* Exercise description *
Check each line below for the word "ShieldError", then please report how many lines have it and nothing more.

* Data supplied *
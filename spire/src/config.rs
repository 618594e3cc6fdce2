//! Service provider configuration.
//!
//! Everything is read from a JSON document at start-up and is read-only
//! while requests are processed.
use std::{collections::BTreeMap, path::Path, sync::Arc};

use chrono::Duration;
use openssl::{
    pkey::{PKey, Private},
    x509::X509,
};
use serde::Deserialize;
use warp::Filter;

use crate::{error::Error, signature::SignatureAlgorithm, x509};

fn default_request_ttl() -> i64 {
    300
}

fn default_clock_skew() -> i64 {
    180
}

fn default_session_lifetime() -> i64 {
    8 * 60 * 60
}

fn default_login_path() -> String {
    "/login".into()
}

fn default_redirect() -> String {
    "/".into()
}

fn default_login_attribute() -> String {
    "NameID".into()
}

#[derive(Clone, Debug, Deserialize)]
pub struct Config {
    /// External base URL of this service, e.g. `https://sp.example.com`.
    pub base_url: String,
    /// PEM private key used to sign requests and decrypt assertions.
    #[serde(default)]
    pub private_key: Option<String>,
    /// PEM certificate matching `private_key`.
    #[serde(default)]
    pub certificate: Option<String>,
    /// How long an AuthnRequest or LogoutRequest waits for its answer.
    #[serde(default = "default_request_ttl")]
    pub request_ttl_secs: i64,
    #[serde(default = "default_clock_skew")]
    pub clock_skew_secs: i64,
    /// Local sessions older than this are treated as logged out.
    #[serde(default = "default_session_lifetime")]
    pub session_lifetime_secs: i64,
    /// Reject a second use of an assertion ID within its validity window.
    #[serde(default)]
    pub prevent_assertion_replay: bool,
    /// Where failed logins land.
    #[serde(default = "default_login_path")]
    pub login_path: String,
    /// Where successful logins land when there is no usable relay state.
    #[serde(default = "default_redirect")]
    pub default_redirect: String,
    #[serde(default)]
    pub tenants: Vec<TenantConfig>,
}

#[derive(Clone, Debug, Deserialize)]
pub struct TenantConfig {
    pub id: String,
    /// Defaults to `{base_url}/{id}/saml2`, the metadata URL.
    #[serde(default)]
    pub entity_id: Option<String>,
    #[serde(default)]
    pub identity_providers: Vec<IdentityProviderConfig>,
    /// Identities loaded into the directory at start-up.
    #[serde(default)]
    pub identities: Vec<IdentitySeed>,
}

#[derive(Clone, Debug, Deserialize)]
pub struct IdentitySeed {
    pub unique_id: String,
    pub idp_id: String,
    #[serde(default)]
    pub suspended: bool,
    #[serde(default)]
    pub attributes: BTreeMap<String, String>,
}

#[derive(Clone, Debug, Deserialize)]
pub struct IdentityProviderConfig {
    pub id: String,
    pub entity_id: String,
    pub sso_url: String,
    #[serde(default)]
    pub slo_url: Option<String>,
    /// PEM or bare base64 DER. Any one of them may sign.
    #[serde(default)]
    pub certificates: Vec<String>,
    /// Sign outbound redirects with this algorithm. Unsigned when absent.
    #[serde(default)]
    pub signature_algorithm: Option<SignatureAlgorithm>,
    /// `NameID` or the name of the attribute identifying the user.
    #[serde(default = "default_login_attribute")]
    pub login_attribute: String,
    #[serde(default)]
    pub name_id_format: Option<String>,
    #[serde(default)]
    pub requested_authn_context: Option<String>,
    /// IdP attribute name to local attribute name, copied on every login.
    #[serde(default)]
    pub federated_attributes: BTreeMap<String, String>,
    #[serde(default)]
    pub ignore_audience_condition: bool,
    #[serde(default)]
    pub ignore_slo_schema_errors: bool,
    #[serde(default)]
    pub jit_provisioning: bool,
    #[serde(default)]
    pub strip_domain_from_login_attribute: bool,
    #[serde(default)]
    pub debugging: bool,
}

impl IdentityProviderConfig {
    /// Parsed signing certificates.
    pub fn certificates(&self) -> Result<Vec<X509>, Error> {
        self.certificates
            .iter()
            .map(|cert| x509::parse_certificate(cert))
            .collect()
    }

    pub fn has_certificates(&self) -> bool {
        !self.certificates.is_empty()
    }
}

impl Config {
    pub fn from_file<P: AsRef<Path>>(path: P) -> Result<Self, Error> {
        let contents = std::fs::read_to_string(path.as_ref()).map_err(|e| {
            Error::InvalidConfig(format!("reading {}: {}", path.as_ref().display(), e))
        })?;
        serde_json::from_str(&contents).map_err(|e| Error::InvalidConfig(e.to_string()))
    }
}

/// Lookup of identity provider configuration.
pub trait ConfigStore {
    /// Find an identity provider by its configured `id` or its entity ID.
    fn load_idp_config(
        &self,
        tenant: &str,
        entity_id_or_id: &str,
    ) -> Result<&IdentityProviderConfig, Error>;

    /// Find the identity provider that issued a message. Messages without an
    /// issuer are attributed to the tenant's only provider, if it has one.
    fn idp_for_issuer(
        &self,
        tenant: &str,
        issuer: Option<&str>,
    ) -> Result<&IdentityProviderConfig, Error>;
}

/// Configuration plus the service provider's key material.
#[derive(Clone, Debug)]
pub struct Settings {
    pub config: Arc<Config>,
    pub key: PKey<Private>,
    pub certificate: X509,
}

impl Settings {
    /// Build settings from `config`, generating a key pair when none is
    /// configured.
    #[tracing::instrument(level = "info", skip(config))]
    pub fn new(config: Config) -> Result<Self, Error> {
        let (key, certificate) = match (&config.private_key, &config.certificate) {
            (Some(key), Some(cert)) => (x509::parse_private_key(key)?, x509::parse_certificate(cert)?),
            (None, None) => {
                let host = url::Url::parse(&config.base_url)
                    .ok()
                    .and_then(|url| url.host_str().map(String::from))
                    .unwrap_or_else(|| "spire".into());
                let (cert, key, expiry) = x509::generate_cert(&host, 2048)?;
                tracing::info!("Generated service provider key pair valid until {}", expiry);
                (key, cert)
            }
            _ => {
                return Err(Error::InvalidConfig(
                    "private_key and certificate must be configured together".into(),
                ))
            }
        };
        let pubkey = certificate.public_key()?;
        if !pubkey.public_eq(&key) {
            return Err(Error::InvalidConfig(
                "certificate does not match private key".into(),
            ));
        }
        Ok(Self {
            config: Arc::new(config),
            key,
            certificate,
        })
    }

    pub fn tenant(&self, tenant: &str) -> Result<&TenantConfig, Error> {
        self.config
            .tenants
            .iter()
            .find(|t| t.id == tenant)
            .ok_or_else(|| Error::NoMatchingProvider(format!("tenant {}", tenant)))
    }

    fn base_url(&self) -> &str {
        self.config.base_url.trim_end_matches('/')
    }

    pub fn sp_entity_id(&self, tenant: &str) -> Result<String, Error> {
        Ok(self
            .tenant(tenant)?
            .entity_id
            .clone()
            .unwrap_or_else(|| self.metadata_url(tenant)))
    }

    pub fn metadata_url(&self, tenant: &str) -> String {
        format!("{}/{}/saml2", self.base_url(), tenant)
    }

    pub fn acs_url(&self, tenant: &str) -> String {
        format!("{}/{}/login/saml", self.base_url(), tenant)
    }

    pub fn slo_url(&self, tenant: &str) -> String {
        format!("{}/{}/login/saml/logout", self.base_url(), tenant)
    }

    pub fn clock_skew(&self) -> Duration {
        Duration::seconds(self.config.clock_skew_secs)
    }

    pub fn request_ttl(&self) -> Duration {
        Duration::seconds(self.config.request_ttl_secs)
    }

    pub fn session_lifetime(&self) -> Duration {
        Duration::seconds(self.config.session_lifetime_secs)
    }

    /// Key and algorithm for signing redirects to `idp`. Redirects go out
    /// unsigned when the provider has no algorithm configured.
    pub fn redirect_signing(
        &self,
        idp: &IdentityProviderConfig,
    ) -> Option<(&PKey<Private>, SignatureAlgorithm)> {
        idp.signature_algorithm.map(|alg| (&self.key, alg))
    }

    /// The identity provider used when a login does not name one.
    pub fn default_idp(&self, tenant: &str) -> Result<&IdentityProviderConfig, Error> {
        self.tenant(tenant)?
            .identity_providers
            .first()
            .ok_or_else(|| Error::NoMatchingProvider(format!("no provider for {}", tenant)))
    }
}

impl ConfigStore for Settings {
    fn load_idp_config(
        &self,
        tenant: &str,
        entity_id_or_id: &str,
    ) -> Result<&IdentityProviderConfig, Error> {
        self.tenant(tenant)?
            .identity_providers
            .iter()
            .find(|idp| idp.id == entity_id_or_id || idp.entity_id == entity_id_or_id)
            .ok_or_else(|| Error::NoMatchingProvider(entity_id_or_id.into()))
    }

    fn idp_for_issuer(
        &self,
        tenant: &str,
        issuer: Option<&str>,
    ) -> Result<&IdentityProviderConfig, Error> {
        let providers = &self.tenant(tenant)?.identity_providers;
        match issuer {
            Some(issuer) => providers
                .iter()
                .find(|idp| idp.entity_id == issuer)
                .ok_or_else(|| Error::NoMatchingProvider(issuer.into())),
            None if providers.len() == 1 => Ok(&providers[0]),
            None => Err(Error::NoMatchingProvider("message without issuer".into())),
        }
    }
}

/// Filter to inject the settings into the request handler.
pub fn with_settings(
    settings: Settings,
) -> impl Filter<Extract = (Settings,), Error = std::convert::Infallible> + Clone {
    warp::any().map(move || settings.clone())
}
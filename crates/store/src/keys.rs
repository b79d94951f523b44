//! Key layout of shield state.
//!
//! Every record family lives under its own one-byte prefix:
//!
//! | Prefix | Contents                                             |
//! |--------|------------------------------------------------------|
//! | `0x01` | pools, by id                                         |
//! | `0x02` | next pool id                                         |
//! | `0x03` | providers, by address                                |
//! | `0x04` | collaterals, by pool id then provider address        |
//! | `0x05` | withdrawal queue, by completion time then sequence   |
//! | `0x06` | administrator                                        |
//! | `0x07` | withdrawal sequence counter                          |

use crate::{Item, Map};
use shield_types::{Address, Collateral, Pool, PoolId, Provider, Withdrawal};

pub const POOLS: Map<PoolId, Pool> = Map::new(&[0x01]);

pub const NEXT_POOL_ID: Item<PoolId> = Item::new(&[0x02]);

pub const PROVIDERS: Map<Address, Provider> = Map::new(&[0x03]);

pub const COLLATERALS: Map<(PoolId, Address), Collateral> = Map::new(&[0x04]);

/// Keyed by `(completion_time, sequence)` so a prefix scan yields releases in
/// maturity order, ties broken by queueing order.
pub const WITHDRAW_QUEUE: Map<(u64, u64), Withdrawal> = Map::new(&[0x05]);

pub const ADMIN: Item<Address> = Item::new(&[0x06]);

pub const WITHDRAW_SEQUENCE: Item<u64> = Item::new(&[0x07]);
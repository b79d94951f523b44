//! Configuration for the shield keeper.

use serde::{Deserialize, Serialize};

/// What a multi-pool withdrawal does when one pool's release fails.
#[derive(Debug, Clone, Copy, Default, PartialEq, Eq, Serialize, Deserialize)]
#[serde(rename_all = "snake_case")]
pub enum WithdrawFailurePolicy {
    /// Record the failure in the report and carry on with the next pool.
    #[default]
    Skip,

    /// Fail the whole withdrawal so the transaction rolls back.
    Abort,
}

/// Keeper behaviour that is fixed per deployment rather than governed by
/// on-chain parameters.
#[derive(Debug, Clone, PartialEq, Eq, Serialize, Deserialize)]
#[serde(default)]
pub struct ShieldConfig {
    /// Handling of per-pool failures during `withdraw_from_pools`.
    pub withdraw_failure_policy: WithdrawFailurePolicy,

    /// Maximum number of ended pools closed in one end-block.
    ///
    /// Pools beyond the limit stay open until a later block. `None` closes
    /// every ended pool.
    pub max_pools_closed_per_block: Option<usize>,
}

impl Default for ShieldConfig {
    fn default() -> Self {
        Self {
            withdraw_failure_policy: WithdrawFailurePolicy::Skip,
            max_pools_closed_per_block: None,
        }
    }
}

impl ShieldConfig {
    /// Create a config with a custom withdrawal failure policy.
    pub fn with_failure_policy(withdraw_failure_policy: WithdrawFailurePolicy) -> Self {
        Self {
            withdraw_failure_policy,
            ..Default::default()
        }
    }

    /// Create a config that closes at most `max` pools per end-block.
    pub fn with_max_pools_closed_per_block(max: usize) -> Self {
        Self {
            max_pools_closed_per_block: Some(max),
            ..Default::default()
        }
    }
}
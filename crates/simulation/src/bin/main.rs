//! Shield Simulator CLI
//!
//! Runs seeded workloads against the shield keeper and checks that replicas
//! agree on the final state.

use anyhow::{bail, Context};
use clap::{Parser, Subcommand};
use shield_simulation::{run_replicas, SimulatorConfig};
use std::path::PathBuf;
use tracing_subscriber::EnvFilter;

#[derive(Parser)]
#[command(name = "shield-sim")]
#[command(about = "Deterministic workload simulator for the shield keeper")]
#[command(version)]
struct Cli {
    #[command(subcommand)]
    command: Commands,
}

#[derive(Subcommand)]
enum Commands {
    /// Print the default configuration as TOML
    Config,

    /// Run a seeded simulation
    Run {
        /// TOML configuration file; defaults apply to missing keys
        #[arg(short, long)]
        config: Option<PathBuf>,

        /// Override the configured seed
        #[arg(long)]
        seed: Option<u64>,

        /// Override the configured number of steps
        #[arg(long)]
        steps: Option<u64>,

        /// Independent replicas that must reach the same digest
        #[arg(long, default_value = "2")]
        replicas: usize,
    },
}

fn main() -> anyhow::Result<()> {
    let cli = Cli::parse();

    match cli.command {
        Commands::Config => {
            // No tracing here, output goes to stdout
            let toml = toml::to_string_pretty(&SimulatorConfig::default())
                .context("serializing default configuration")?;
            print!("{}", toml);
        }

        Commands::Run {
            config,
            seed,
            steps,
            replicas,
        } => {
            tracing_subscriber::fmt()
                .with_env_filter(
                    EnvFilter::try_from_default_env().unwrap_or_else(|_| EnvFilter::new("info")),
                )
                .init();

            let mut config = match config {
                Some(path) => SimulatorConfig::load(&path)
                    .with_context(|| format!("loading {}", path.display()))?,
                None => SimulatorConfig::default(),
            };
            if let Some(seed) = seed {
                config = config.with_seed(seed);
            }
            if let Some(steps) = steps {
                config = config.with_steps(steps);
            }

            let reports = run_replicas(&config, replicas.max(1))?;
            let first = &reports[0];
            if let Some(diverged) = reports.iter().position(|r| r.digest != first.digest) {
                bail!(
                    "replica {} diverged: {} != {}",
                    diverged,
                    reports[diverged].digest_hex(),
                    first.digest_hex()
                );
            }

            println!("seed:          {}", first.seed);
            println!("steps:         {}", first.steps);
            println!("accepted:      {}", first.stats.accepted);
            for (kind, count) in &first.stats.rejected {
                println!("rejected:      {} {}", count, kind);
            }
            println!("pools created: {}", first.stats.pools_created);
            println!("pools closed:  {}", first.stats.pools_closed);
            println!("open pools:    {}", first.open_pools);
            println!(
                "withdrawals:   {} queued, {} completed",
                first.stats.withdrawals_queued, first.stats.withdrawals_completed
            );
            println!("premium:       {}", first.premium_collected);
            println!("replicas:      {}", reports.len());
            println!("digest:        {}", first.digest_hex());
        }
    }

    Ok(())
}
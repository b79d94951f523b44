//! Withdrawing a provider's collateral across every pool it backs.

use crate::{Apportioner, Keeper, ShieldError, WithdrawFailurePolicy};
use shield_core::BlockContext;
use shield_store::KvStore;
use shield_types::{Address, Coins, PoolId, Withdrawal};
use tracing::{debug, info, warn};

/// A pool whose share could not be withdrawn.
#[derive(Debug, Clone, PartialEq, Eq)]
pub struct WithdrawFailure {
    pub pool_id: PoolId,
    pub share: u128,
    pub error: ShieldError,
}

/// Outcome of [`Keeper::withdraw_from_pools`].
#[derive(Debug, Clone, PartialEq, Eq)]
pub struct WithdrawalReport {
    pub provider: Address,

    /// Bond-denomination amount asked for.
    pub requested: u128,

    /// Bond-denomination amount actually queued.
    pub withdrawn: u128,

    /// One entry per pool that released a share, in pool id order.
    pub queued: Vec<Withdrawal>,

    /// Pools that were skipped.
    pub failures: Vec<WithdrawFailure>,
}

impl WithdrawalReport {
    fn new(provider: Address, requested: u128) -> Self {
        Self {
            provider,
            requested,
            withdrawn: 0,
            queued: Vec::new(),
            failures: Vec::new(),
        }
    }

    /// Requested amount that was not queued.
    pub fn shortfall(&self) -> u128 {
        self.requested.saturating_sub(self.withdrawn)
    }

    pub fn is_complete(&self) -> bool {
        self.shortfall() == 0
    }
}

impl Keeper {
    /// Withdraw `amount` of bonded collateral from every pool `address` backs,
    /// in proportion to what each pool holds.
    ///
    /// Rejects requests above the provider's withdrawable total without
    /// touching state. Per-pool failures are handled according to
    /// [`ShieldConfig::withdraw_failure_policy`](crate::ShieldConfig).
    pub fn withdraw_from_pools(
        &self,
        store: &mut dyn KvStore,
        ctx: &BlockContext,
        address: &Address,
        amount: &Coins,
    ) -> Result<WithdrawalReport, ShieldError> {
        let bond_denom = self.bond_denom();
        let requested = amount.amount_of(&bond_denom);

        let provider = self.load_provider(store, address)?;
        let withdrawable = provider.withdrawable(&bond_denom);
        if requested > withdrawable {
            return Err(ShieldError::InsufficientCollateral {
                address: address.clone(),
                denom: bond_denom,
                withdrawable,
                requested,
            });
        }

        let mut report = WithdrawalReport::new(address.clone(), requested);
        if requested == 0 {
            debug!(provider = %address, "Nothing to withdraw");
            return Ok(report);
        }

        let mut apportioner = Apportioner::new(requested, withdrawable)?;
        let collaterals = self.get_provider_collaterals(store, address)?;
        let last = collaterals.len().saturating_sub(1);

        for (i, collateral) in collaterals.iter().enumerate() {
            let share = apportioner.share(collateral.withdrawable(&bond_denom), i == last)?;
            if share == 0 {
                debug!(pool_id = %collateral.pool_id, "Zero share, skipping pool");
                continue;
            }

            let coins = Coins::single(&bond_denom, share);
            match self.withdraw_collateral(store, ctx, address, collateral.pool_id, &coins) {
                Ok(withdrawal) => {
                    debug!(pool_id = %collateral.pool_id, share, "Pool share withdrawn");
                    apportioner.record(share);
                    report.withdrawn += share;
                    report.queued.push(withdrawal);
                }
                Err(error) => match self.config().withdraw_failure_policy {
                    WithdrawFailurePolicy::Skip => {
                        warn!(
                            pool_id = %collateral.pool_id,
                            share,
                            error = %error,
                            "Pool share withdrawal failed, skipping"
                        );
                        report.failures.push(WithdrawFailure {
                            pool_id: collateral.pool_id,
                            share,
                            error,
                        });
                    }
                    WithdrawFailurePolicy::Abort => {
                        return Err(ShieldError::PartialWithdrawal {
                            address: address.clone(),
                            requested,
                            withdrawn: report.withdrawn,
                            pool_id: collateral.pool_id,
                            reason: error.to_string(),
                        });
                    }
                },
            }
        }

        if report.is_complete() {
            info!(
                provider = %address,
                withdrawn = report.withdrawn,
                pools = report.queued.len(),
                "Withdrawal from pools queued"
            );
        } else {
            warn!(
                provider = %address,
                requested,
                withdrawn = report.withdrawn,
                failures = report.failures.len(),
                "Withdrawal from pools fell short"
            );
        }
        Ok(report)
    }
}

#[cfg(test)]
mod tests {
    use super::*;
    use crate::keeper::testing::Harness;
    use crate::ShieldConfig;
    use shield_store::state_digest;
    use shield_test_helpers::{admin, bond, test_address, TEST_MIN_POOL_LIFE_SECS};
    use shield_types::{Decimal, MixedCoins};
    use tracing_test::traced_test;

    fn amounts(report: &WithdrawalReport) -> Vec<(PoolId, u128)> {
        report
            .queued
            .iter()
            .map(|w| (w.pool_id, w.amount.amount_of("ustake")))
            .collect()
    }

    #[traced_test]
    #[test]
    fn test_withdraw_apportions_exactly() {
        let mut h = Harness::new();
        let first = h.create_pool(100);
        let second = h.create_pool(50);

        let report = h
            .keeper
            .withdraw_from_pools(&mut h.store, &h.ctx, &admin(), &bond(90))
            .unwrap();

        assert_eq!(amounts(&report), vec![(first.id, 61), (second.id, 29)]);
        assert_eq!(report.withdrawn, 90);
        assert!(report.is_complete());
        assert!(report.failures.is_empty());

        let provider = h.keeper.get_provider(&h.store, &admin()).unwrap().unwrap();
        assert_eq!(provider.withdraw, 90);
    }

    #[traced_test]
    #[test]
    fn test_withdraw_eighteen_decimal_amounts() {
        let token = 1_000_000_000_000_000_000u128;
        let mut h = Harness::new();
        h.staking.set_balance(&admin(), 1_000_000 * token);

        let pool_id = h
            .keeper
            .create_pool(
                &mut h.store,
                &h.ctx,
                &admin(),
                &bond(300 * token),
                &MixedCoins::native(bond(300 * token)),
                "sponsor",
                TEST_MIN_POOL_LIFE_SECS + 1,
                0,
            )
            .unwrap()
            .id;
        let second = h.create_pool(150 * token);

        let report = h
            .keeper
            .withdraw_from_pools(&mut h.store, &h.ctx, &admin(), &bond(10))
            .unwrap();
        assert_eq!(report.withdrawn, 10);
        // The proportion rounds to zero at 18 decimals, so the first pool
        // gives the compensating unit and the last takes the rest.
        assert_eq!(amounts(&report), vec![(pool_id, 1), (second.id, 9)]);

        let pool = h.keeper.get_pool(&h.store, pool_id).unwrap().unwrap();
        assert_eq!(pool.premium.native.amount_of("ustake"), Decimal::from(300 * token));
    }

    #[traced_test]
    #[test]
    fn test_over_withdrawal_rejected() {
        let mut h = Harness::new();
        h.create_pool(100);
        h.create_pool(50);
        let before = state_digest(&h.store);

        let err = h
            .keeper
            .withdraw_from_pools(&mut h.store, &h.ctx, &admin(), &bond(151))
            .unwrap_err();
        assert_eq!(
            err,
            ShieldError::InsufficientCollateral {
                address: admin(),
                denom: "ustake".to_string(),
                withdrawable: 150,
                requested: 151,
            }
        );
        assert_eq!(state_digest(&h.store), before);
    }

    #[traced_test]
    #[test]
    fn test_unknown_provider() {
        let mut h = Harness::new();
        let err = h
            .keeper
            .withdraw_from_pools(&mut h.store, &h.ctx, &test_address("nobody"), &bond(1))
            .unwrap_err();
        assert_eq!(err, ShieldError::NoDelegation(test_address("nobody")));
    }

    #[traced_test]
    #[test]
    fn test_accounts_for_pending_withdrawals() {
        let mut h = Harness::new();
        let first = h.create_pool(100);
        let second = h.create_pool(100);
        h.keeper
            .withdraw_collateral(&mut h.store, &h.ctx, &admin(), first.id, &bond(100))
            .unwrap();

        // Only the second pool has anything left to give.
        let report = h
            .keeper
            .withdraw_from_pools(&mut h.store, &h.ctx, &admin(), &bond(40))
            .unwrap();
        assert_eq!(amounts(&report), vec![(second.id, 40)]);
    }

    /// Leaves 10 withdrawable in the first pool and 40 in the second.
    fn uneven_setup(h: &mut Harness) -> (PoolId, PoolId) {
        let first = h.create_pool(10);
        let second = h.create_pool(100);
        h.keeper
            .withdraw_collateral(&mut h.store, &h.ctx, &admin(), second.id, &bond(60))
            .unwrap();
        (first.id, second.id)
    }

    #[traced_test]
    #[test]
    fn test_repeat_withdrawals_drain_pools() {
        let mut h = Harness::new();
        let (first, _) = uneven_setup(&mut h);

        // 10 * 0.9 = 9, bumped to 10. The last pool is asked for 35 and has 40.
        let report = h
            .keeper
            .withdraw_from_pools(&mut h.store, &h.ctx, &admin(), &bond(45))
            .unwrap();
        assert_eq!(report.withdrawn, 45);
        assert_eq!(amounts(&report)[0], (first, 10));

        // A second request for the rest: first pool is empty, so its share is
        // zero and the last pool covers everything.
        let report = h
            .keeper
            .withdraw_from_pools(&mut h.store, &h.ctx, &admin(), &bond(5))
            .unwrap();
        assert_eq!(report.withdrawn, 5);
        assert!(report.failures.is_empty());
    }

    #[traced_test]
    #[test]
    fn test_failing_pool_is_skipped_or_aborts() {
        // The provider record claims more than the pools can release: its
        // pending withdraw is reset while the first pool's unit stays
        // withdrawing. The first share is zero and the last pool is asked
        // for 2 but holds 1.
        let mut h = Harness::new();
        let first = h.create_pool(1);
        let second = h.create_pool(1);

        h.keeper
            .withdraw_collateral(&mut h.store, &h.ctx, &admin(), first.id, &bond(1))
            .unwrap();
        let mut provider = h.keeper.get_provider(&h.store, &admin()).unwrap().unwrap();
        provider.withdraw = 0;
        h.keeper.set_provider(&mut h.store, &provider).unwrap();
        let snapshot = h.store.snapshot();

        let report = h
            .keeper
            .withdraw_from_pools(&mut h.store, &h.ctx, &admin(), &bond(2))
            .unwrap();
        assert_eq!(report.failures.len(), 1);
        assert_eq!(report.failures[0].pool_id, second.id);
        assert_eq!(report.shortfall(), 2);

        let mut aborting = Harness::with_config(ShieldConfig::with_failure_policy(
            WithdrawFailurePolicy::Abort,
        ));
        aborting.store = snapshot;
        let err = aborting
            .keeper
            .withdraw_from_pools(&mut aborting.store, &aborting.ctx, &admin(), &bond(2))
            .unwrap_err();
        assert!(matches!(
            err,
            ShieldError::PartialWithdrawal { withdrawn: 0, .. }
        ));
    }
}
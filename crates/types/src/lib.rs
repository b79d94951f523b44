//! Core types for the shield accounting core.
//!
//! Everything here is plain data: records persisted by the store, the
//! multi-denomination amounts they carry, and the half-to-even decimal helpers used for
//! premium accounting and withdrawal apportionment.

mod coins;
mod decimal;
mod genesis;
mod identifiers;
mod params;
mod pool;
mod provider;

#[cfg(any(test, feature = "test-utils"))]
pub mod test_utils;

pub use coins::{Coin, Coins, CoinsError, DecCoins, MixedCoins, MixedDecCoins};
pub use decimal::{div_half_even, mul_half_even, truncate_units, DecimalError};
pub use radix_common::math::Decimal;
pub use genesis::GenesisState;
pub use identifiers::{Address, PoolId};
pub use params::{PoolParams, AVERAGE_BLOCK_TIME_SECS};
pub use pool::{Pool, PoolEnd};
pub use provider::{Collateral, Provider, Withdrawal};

* Solution to this exercise *
8